Nothing related to Bluetooth shows up in dmesg.

I don't remember exactly what I did to troubleshoot from that point but it didn't appear to be a problem with bluetoothd. So I tried booting an older kernel, and hey, my controllers work again! So, OK, it's a kernel problem. I'll just rebuild the newer kernel, right?

This is where it gets weird. ANY kernel I build with this system is broken in the same way, doesn't matter if it's newer or older than the known-working one. And I'm absolutely sure the controllers were working on older kernels at the time they were new, just not when I rebuild a similar kernel now. So, OK, there's probably something wrong with my @system packages. This is a testing keyword system, so I'll just reboot into my stable partition and surely that one can build a working kernel, right?

... Well the first thing I did is update the stable system THEN try to update its kernel and now it can't build a working kernel anymore either. By the way, its old kernel still works too.

I think the dates the working kernels were built might be a clue to what's changed since then that might be causing the problem.
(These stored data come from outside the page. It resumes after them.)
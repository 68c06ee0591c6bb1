// ─── define_plugin! ──────────────────────────────────────────────────────────

/// Creates a [`PluginDescriptor`] for a plugin type implementing `Default`.
///
/// # Syntax
///
/// ```rust,ignore
/// use hearth::prelude::*;
///
/// #[derive(Default)]
/// struct Backup { /* … */ }
///
/// #[async_trait]
/// impl Plugin for Backup { /* hooks */ }
///
/// pub static BACKUP: PluginDescriptor = define_plugin!(Backup {
///     id: "backup",
///     name: "Backup",
///     authors: &["Alex"],
///     depends_on: &[("hearth", ">=0.1"), ("scheduler", "^1.2")],
/// });
/// ```
///
/// ## Field reference
///
/// | Field | Required | Default |
/// |-------|----------|---------|
/// | `id` | ✓ | Must be **first**. `[a-z0-9_]{1,64}` |
/// | `version` | — | `CARGO_PKG_VERSION` of the defining crate |
/// | `description` | — | `CARGO_PKG_DESCRIPTION` of the defining crate |
/// | `name` | — | the id |
/// | `authors` | — | none |
/// | `link` | — | none |
/// | `depends_on` | — | `&[(id, semver requirement), …]` |
///
/// Every other field name is a compile error: the fields map one to one onto
/// the `const` builder methods of [`PluginDescriptor`].
///
/// [`PluginDescriptor`]: crate::plugin::PluginDescriptor
#[macro_export]
macro_rules! define_plugin {
    ($ty:ty { id: $id:expr $(, $field:ident : $value:expr)* $(,)? }) => {{
        fn __hearth_plugin_create() -> ::std::boxed::Box<dyn $crate::plugin::Plugin> {
            ::std::boxed::Box::new(<$ty as ::std::default::Default>::default())
        }

        $crate::plugin::PluginDescriptor::new($id, __hearth_plugin_create)
            .version(::std::env!("CARGO_PKG_VERSION"))
            .description(::std::env!("CARGO_PKG_DESCRIPTION"))
            $( .$field($value) )*
    }};
}

// ─── export_plugin! ──────────────────────────────────────────────────────────

/// Declares a descriptor `static` and links it into
/// [`PLUGINS`](crate::plugin::PLUGINS), so
/// [`LinkedPlugins`](crate::plugin::LinkedPlugins) discovers it.
///
/// ```rust,ignore
/// hearth::export_plugin! {
///     pub static BACKUP: PluginDescriptor = define_plugin!(Backup { id: "backup" });
/// }
/// ```
#[macro_export]
macro_rules! export_plugin {
    ($(#[$attr:meta])* $vis:vis static $name:ident : $ty:ty = $init:expr ;) => {
        $(#[$attr])*
        #[$crate::__linkme::distributed_slice($crate::plugin::PLUGINS)]
        #[linkme(crate = $crate::__linkme)]
        $vis static $name: $ty = $init;
    };
}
So between both systems the kernels are:

4.19.27-gentoo-r1 built April 29, working

4.19.44-gentoo built May 22, NOT working

5.1.0-gentoo built May 8, working

5.1.3-gentoo built May 21, NOT working

I also tried building 5.0.17-gentoo but it didn't work either and I no longer have it installed.

tl;dr ANY kernel I build on up-to-date Gentoo amd64 OR ~amd64 system has a broken Bluetooth stack and PlayStation 3 accessories will connect then immediately disconnect.

If needed I could provide the kconfig but 1) it's cousins to allmodconfig so it's a big paste and 2) I don't think it's relevant since I can use the exact same config from the working kernel to build a broken kernel.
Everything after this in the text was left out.